It's a device that will melt (inside of plug?) if the engine is over heated. That way they know if the head failed itself or if it was operator error. Remand engine have these as well.

Today I learned something :) thanks!

Ah hah. Very clever of Pioneer.

So, your heads cracked did they? NOT! you see this here melty bit..... ..

I got the motor on a proper stand tonight, pulled off the flexplate and the cover plate. No pictures yet.

Ordered a pair of performance servos for the A4LD and a Sonnax crank spacer, from Performance Automotive Transmission Center in Texas. Trans is also getting a PML deep aluminum pan, thanks to forum member DUDER 1. I briefly considered rebuilding the trans, but after learning how many tools I'd have to buy, I think I'll hold off for a little while. It shifts strong and gives no indications of any impending trouble.

A set of upgraded head bolts (10.9, re-usable, non torque-to-yield) arrived from Tom Morana Racing in Canada. New head gaskets are Fel-Pro Perma-Torque Severe Duty. The other new gaskets are a mix of Victor Reinz and Fel-Pro.

I think after this I'm going to end up with some leftover spare parts because I ordered too many. A few new misc gaskets, a new set of Fel-Pro Perma-Dry valve cover gaskets, a new set of Victor Reinz head bolts, etc. Have to figure out if someone else can make use of them. :)

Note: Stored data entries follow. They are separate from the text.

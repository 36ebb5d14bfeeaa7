//! Resilient OTLP exporter wiring for services whose collector may be
//! down, slow to start, or misconfigured.
//!
//! Telemetry must never take the instrumented application down with it.
//! The pieces here enforce that at the three points where a collector
//! outage would otherwise bite:
//!
//! - [`ExportGate`] wraps any [`RecordExporter`] and turns failures into
//!   suppressed batches behind an exponentially growing cool-down
//!   window. Failures are reported once, with detail, through a plain
//!   side channel that cannot re-enter the logging pipeline the gate
//!   itself feeds.
//! - [`ReachabilityProber`] defers exporter installation until a
//!   background thread sees the collector accept a TCP connection, then
//!   builds a gated exporter and installs it into the pipeline exactly
//!   once.
//! - [`resolve_exporters`] picks the wire transport (grpc or http) from
//!   an explicit override, `OTEL_EXPORTER_OTLP_PROTOCOL`, or the
//!   endpoint URL scheme, with a configurable fallback for builds that
//!   do not provide grpc.
//!
//! The crate does not talk to the wire itself. Concrete exporters come
//! from the embedding application through the [`ExporterFactory`] and
//! [`TelemetryPipeline`] seams, which closures satisfy directly.
//!
//! # Getting started
//!
//! ```no_run
//! use otlp_guard::{
//!     BoxExporter, CollectorEndpoint, InstallError, ReachabilityProber, SetupError,
//! };
//!
//! # fn build_exporter(endpoint: &CollectorEndpoint) -> Result<BoxExporter<String>, SetupError> {
//! #     unimplemented!()
//! # }
//! # fn main() -> Result<(), SetupError> {
//! let factory = |endpoint: &CollectorEndpoint| -> Result<BoxExporter<String>, SetupError> {
//!     build_exporter(endpoint)
//! };
//! let pipeline = |_exporter: BoxExporter<String>| -> Result<(), InstallError> {
//!     // hand the exporter to the provider's batch processor
//!     Ok(())
//! };
//!
//! let prober = ReachabilityProber::builder("http://localhost:4318", pipeline, factory)
//!     .start()?;
//! # let _ = prober;
//! # Ok(())
//! # }
//! ```
//!
//! # Feature flags
//!
//! - `internal-logs` (default): routes this crate's own operational
//!   events through [`tracing`].
//! - `testing`: exposes `InMemoryExporter` and `InMemoryDiagnostics` for
//!   use outside this crate's own tests.
#![warn(
    future_incompatible,
    missing_debug_implementations,
    nonstandard_style,
    rust_2018_idioms,
    unreachable_pub,
    unused
)]
#![cfg_attr(docsrs, feature(doc_cfg, doc_auto_cfg))]

pub mod diag;
pub mod endpoint;
pub mod error;
pub mod export;
pub mod gate;
#[cfg(any(feature = "testing", test))]
pub mod in_memory_exporter;
mod internal_logging;
pub mod prober;
pub mod transport;

pub use diag::{DiagnosticsSink, StderrDiagnostics};
#[cfg(any(feature = "testing", test))]
pub use diag::InMemoryDiagnostics;
pub use endpoint::{CollectorEndpoint, DEFAULT_HTTP_PORT};
pub use error::{ExportError, InstallError, SetupError};
pub use export::{
    BoxExporter, ExportOutcome, ExportResult, ExporterFactory, RecordExporter, TelemetryPipeline,
};
pub use gate::{ExportGate, ExportGateBuilder, DEFAULT_INITIAL_BACKOFF, DEFAULT_MAX_BACKOFF};
#[cfg(any(feature = "testing", test))]
pub use in_memory_exporter::InMemoryExporter;
pub use prober::{
    AttachNotice, ProberBuilder, ReachabilityProber, DEFAULT_PROBE_INITIAL_BACKOFF,
    DEFAULT_PROBE_MAX_BACKOFF, DEFAULT_PROBE_TIMEOUT,
};
pub use transport::{
    resolve_exporters, resolve_transport, FallbackPolicy, Protocol, ResolutionConfig,
    ResolvedExporterSet, SignalFactories, TransportCatalog, TransportKind, TransportSupport,
    OTEL_EXPORTER_OTLP_ENDPOINT, OTEL_EXPORTER_OTLP_PROTOCOL,
};

#[cfg(feature = "internal-logs")]
#[doc(hidden)]
pub mod _private {
    pub use tracing::{event, Level};
}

1-2. Removed the flywheel and rear cover plate. 6 bolts. They have very fine threads. I used an electric impact wrench to remove them, otherwise the motor would have turned over (I don't have a helper to hold the crank).

The cover is a little tight around the locating dowel pins, so it took some prying. I took it slow and used a putty knife instead of a screwdriver to avoid damage/bending.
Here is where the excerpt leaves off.